*TASK INSTRUCTIONS:*
Your task is to gather the lines below that hold the string "context".

(Records drawn from a dataset)
# # # # #

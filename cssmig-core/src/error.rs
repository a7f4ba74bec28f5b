//! Typed error handling for cssmig.
//!
//! Extraction failures (`Parse`, `Decode`) are recoverable at file granularity;
//! mapping failures are fatal and are raised before any file is touched.

use std::path::PathBuf;
use thiserror::Error;

/// Main error type for cssmig operations.
#[derive(Error, Debug)]
pub enum CssmigError {
    /// I/O error when reading/writing files
    #[error("I/O error at {path}: {message}")]
    Io {
        path: PathBuf,
        message: String,
        #[source]
        source: Option<std::io::Error>,
    },

    /// Malformed stylesheet
    #[error("Parse error in {path}: {message}")]
    Parse {
        path: PathBuf,
        message: String,
        /// Line number (1-indexed) if available
        line: Option<usize>,
        /// Column number (1-indexed) if available
        column: Option<usize>,
    },

    /// File could not be decoded as UTF-8 text
    #[error("Cannot decode {path}: {message}")]
    Decode { path: PathBuf, message: String },

    /// Rename mapping is absent, malformed, or empty after filtering
    #[error("Invalid mapping: {message}")]
    InvalidMapping { message: String },

    /// Malformed `OLD:NEW` pair
    #[error("Invalid mapping pair '{pair}' (should be OLD:NEW)")]
    MissingOperand { pair: String },

    /// Configuration file errors
    #[error("Config error at {path}: {message}")]
    Config { path: PathBuf, message: String },

    /// Edits handed to the splicer overlap or fall outside the buffer
    #[error("Edit error in {path}: {message}")]
    Edit { path: PathBuf, message: String },
}

impl CssmigError {
    /// Create an I/O error with path context.
    pub fn io(path: impl Into<PathBuf>, err: std::io::Error) -> Self {
        Self::Io {
            path: path.into(),
            message: err.to_string(),
            source: Some(err),
        }
    }

    /// Create a parse error without location.
    pub fn parse(path: impl Into<PathBuf>, message: impl Into<String>) -> Self {
        Self::Parse {
            path: path.into(),
            message: message.into(),
            line: None,
            column: None,
        }
    }

    /// Create a parse error with line/column info.
    pub fn parse_at(
        path: impl Into<PathBuf>,
        message: impl Into<String>,
        line: usize,
        column: usize,
    ) -> Self {
        Self::Parse {
            path: path.into(),
            message: message.into(),
            line: Some(line),
            column: Some(column),
        }
    }

    /// Create a decode error.
    pub fn decode(path: impl Into<PathBuf>, message: impl Into<String>) -> Self {
        Self::Decode {
            path: path.into(),
            message: message.into(),
        }
    }

    /// Create an invalid-mapping error.
    pub fn invalid_mapping(message: impl Into<String>) -> Self {
        Self::InvalidMapping {
            message: message.into(),
        }
    }

    /// Create a missing-operand error for a CLI pair.
    pub fn missing_operand(pair: impl Into<String>) -> Self {
        Self::MissingOperand { pair: pair.into() }
    }

    /// Create a config error.
    pub fn config(path: impl Into<PathBuf>, message: impl Into<String>) -> Self {
        Self::Config {
            path: path.into(),
            message: message.into(),
        }
    }

    /// Create an edit error.
    pub fn edit(path: impl Into<PathBuf>, message: impl Into<String>) -> Self {
        Self::Edit {
            path: path.into(),
            message: message.into(),
        }
    }

    /// Check if this is a recoverable error (skip the file, keep going).
    pub fn is_recoverable(&self) -> bool {
        matches!(self, Self::Parse { .. } | Self::Decode { .. })
    }

    /// Get the path associated with this error, if any.
    pub fn path(&self) -> Option<&PathBuf> {
        match self {
            Self::Io { path, .. } => Some(path),
            Self::Parse { path, .. } => Some(path),
            Self::Decode { path, .. } => Some(path),
            Self::Config { path, .. } => Some(path),
            Self::Edit { path, .. } => Some(path),
            _ => None,
        }
    }
}

/// Convenience type alias for cssmig results.
pub type CssmigResult<T> = Result<T, CssmigError>;

/// Extension trait for converting std::io::Error with path context.
pub trait IoResultExt<T> {
    /// Add path context to an I/O error.
    fn with_path(self, path: impl Into<PathBuf>) -> CssmigResult<T>;
}

impl<T> IoResultExt<T> for std::io::Result<T> {
    fn with_path(self, path: impl Into<PathBuf>) -> CssmigResult<T> {
        self.map_err(|e| CssmigError::io(path, e))
    }
}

# # # # #

*COMPLETED EXERCISE:*
    /// Create an I/O error with path context.
/// Extension trait for converting std::io::Error with path context.
    /// Add path context to an I/O error.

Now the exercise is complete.